Ozu's work ranked top in the poll held by the British Film Institute's monthly publication "Sight and Sound," which included 358 film directors including Woody Allen, Martin Scorsese, Francis Ford Coppola, Mike Leigh and Quentin Tarantino.
The Japanese classic also came third in another poll by the magazine that asked 846 movie distributors, critics and academics to name one film "the greatest of all time." In the previous survey in 2002, "Tokyo Story" was fifth, while it also placed third in the 1992 poll.
The magazine said Ozu's skills as a movie director reached perfection in the production of "Tokyo Story," which tells a common story about family, time and loss.

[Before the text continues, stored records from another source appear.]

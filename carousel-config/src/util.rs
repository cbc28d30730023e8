use std::time::Duration;

/// Parse a boolean value from a raw string, accepting common env-style forms.
///
/// Accepted truthy values (case-insensitive): `"1"`, `"true"`, `"yes"`, `"on"`.
/// Accepted falsy values: `"0"`, `"false"`, `"no"`, `"off"`.
pub fn parse_bool(raw: &str) -> Option<bool> {
    match raw.trim().to_ascii_lowercase().as_str() {
        "1" | "true" | "yes" | "on" => Some(true),
        "0" | "false" | "no" | "off" => Some(false),
        _ => None,
    }
}

/// Parse a duration such as `200ms`, `1s` or `1m 30s`. A bare integer is
/// read as milliseconds.
pub fn parse_duration(raw: &str) -> Result<Duration, humantime::DurationError> {
    let trimmed = raw.trim();
    if let Ok(millis) = trimmed.parse::<u64>() {
        return Ok(Duration::from_millis(millis));
    }
    humantime::parse_duration(trimmed)
}

#[cfg(test)]
mod tests {
    use super::*;

    #[test]
    fn bool_forms() {
        assert_eq!(parse_bool("YES"), Some(true));
        assert_eq!(parse_bool(" off "), Some(false));
        assert_eq!(parse_bool("maybe"), None);
    }

    #[test]
    fn durations_accept_bare_millis() {
        assert_eq!(parse_duration("250").unwrap(), Duration::from_millis(250));
        assert_eq!(parse_duration("250ms").unwrap(), Duration::from_millis(250));
        assert_eq!(parse_duration("2s").unwrap(), Duration::from_secs(2));
        assert!(parse_duration("soon").is_err());
    }
}
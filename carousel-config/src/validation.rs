use thiserror::Error;

use crate::models::CarouselConfig;

/// Hop delays above this make a go-to look stalled rather than animated.
const SLOW_GOTO_INTERVAL_MS: u64 = 5_000;

#[derive(Debug, Error, PartialEq)]
pub enum ConfigGuardRailError {
    #[error("animation {field} must be a finite number, got {value}")]
    NonFiniteAnimation { field: &'static str, value: f32 },
    #[error("animation {field} must not be negative, got {value}")]
    NegativeAnimation { field: &'static str, value: f32 },
}

#[derive(Debug, Clone, PartialEq, Eq)]
pub struct ConfigWarning {
    pub message: String,
    pub hint: Option<String>,
}

#[derive(Debug, Default, Clone, PartialEq, Eq)]
pub struct ConfigWarnings {
    pub items: Vec<ConfigWarning>,
}

impl ConfigWarnings {
    pub fn push<S: Into<String>>(&mut self, message: S) {
        self.items.push(ConfigWarning {
            message: message.into(),
            hint: None,
        });
    }

    pub fn push_with_hint<S: Into<String>, H: Into<String>>(
        &mut self,
        message: S,
        hint: H,
    ) {
        self.items.push(ConfigWarning {
            message: message.into(),
            hint: Some(hint.into()),
        });
    }

    pub fn is_empty(&self) -> bool {
        self.items.is_empty()
    }

    pub fn len(&self) -> usize {
        self.items.len()
    }
}

pub fn apply_guard_rails(
    config: &CarouselConfig,
) -> Result<ConfigWarnings, ConfigGuardRailError> {
    let mut warnings = ConfigWarnings::default();

    check_animation_value("tension", config.animation.tension)?;
    check_animation_value("friction", config.animation.friction)?;

    if config.offset_radius < 0 {
        warnings.push_with_hint(
            format!(
                "offset_radius {} is negative; only the current slide will be presentable",
                config.offset_radius
            ),
            "Use 0 to show just the current slide, or a positive radius for neighbours",
        );
    }

    if config.goto_interval_ms == 0 {
        warnings.push("goto_interval_ms is 0; hops will run every 1ms");
    } else if config.goto_interval_ms > SLOW_GOTO_INTERVAL_MS {
        warnings.push_with_hint(
            format!(
                "goto_interval_ms {} is very slow for an animated go-to",
                config.goto_interval_ms
            ),
            "The default cadence is 200ms per hop",
        );
    }

    Ok(warnings)
}

fn check_animation_value(
    field: &'static str,
    value: f32,
) -> Result<(), ConfigGuardRailError> {
    if !value.is_finite() {
        return Err(ConfigGuardRailError::NonFiniteAnimation { field, value });
    }
    if value < 0.0 {
        return Err(ConfigGuardRailError::NegativeAnimation { field, value });
    }
    Ok(())
}
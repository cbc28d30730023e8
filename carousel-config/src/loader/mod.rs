//! Resolves a [`CarouselConfig`] from an explicit path, the environment,
//! default file locations, or built-in defaults, then applies env overrides
//! and guard rails.

pub mod error;

use std::path::{Path, PathBuf};

use tracing::{debug, warn};

use crate::constants::{
    CONFIG_JSON_VAR, CONFIG_PATH_VAR, DEFAULT_CONFIG_CANDIDATES,
    GOTO_INTERVAL_VAR, OFFSET_RADIUS_VAR, SHOW_NAVIGATION_VAR,
};
use crate::models::{CarouselConfig, ConfigSource};
use crate::util::{parse_bool, parse_duration};
use crate::validation::{ConfigWarnings, apply_guard_rails};

use error::ConfigLoadError;

/// A resolved configuration plus where it came from.
#[derive(Debug, Clone)]
pub struct ConfigLoad {
    pub config: CarouselConfig,
    pub source: ConfigSource,
    /// Env variables that overrode file or default values.
    pub overrides: Vec<&'static str>,
    pub warnings: ConfigWarnings,
}

#[derive(Debug, Clone)]
pub struct ConfigLoader {
    search_root: PathBuf,
    config_path: Option<PathBuf>,
}

impl Default for ConfigLoader {
    fn default() -> Self {
        Self {
            search_root: PathBuf::from("."),
            config_path: None,
        }
    }
}

impl ConfigLoader {
    pub fn new() -> Self {
        Self::default()
    }

    /// Directory the default file candidates are resolved against.
    pub fn with_search_root(mut self, root: impl Into<PathBuf>) -> Self {
        self.search_root = root.into();
        self
    }

    /// Explicit config file; takes precedence over every env source.
    pub fn with_config_path(mut self, path: Option<PathBuf>) -> Self {
        self.config_path = path;
        self
    }

    /// Load using the process environment.
    pub fn load(&self) -> Result<ConfigLoad, ConfigLoadError> {
        self.load_with(|key| std::env::var(key).ok())
    }

    /// Load using `env` as the variable lookup.
    ///
    /// Evaluation order:
    /// 1) the explicit config path, if any,
    /// 2) `$CAROUSEL_CONFIG_PATH` (TOML or JSON file),
    /// 3) `$CAROUSEL_CONFIG_JSON` (inline JSON),
    /// 4) the first default file found under the search root,
    /// 5) defaults.
    ///
    /// Field overrides from `$CAROUSEL_OFFSET_RADIUS`,
    /// `$CAROUSEL_GOTO_INTERVAL` and `$CAROUSEL_SHOW_NAVIGATION` are applied
    /// on top.
    pub fn load_with<F>(&self, env: F) -> Result<ConfigLoad, ConfigLoadError>
    where
        F: Fn(&str) -> Option<String>,
    {
        let lookup = |key: &str| env(key).filter(|raw| !raw.trim().is_empty());

        let (mut config, source) = if let Some(path) = &self.config_path {
            (load_file(path)?, ConfigSource::File(path.clone()))
        } else if let Some(raw) = lookup(CONFIG_PATH_VAR) {
            let path = PathBuf::from(raw);
            (load_file(&path)?, ConfigSource::EnvPath(path))
        } else if let Some(raw) = lookup(CONFIG_JSON_VAR) {
            let config = CarouselConfig::parse_json(&raw).map_err(|source| {
                ConfigLoadError::InlineJson {
                    var: CONFIG_JSON_VAR,
                    source,
                }
            })?;
            (config, ConfigSource::EnvInline)
        } else if let Some(path) = self.find_default_file() {
            (load_file(&path)?, ConfigSource::File(path))
        } else {
            (CarouselConfig::default(), ConfigSource::Default)
        };

        let overrides = apply_env_overrides(&mut config, &lookup)?;
        let warnings = apply_guard_rails(&config)?;
        for warning in &warnings.items {
            match &warning.hint {
                Some(hint) => warn!(hint = %hint, "{}", warning.message),
                None => warn!("{}", warning.message),
            }
        }

        debug!(?source, ?overrides, "carousel configuration resolved");
        Ok(ConfigLoad {
            config,
            source,
            overrides,
            warnings,
        })
    }

    fn find_default_file(&self) -> Option<PathBuf> {
        DEFAULT_CONFIG_CANDIDATES
            .iter()
            .map(|candidate| self.search_root.join(candidate))
            .find(|path| path.is_file())
    }
}

fn load_file(path: &Path) -> Result<CarouselConfig, ConfigLoadError> {
    CarouselConfig::load_from_file(path).map_err(|source| {
        ConfigLoadError::File {
            path: path.to_path_buf(),
            source,
        }
    })
}

fn apply_env_overrides<F>(
    config: &mut CarouselConfig,
    lookup: &F,
) -> Result<Vec<&'static str>, ConfigLoadError>
where
    F: Fn(&str) -> Option<String>,
{
    let mut applied = Vec::new();

    if let Some(raw) = lookup(OFFSET_RADIUS_VAR) {
        config.offset_radius = raw.trim().parse().map_err(
            |err: std::num::ParseIntError| ConfigLoadError::InvalidEnvValue {
                var: OFFSET_RADIUS_VAR,
                value: raw.clone(),
                reason: err.to_string(),
            },
        )?;
        applied.push(OFFSET_RADIUS_VAR);
    }

    if let Some(raw) = lookup(GOTO_INTERVAL_VAR) {
        let interval = parse_duration(&raw).map_err(|err| {
            ConfigLoadError::InvalidEnvValue {
                var: GOTO_INTERVAL_VAR,
                value: raw.clone(),
                reason: err.to_string(),
            }
        })?;
        config.goto_interval_ms =
            u64::try_from(interval.as_millis()).unwrap_or(u64::MAX);
        applied.push(GOTO_INTERVAL_VAR);
    }

    if let Some(raw) = lookup(SHOW_NAVIGATION_VAR) {
        config.show_navigation = parse_bool(&raw).ok_or_else(|| {
            ConfigLoadError::InvalidEnvValue {
                var: SHOW_NAVIGATION_VAR,
                value: raw.clone(),
                reason: "expected one of 1/0, true/false, yes/no, on/off"
                    .to_string(),
            }
        })?;
        applied.push(SHOW_NAVIGATION_VAR);
    }

    Ok(applied)
}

The movie featuring actors Chishu Ryu and Setsuko Hara tells the story of an aging couple who travel from Onomichi in Hiroshima Prefecture to Tokyo to visit their children but are treated coldly by them. Only their daughter-in-law warmly welcomes the couple.
In the poll of distributors, critics and academics, Alfred Hitchcock's 1958 film "Vertigo" replaced Orson Welles's 1941 work "Citizen Kane" as the greatest film of all time, dethroning the top choice for the last 50 years.